La mañana del pasado martes, 15 de noviembre, el Estado de Ohio, EE.UU, ejecutó a Reginald Brooks y puso fin a su vida y también a la esquizofrenia paranoide que padecía desde hacía más de treinta años.
La ejecución, fijada en principio para las 10 de la mañana, se retrasó pendiente de que se comunicaran las últimas resoluciones judiciales. La Corte Suprema de Estados Unidos se negó a conceder una suspensión y hacia las 13:40 horas se aplicó la inyección letal que acabó con su vida y con su enfermedad mental. Reginald no hizo ninguna declaración final y su muerte quedó certificada a las 14:04 horas.
El 10 de noviembre, el gobernador de Ohio, John Kasich, había anunciado que le denegaba el indulto. Cuatro días más tarde, la Corte de Apelaciones del Sexto Circuito también denegó una suspensión para permitir un litigio adicional sobre la cuestión de si Reginald era o no apto para ser ejecutado en virtud del derecho constitucional estadounidense, que impide que aplicar la pena de muerte a quien una enfermedad mental impida la comprensión racional de su castigo.
Tampoco aceptó la alegación de los abogados defensores que denunciaba que la acusación les había ocultado pruebas que señalaban que, en el momento del delito, su defendido padecía una enfermedad mental.
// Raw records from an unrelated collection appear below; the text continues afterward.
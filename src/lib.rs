pub mod api;
pub mod config;
pub mod models;
pub mod pipeline;
pub mod storage;
pub mod throttle;

pub use api::RiksdagClient;
pub use config::{Config, DocumentType};
pub use models::{DocumentMetadata, DownloadStats, TaggedDocument};
pub use pipeline::{download_corpus, print_summary, RunOptions, TypeSummary};
pub use storage::DocumentArchive;
pub use throttle::Throttle;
A pesar de que uno de los tres jueces que lo juzgaron en su día señaló, en una declaración jurada reciente, que no habría votado por la pena de muerte si hubiera sabido que Reginald padecía una enfermedad mental en el momento del crimen, la Corte considera que “no es del tipo de cosas que vemos a diario”, pero que “no cambia las cosas y sentaría un peligroso precedente si lo hiciera”.
Reginald Brooks silenció por fin el martes pasado su triste balada, pero el hálito de tristeza de lo que fue su vida flotará en el aire para siempre.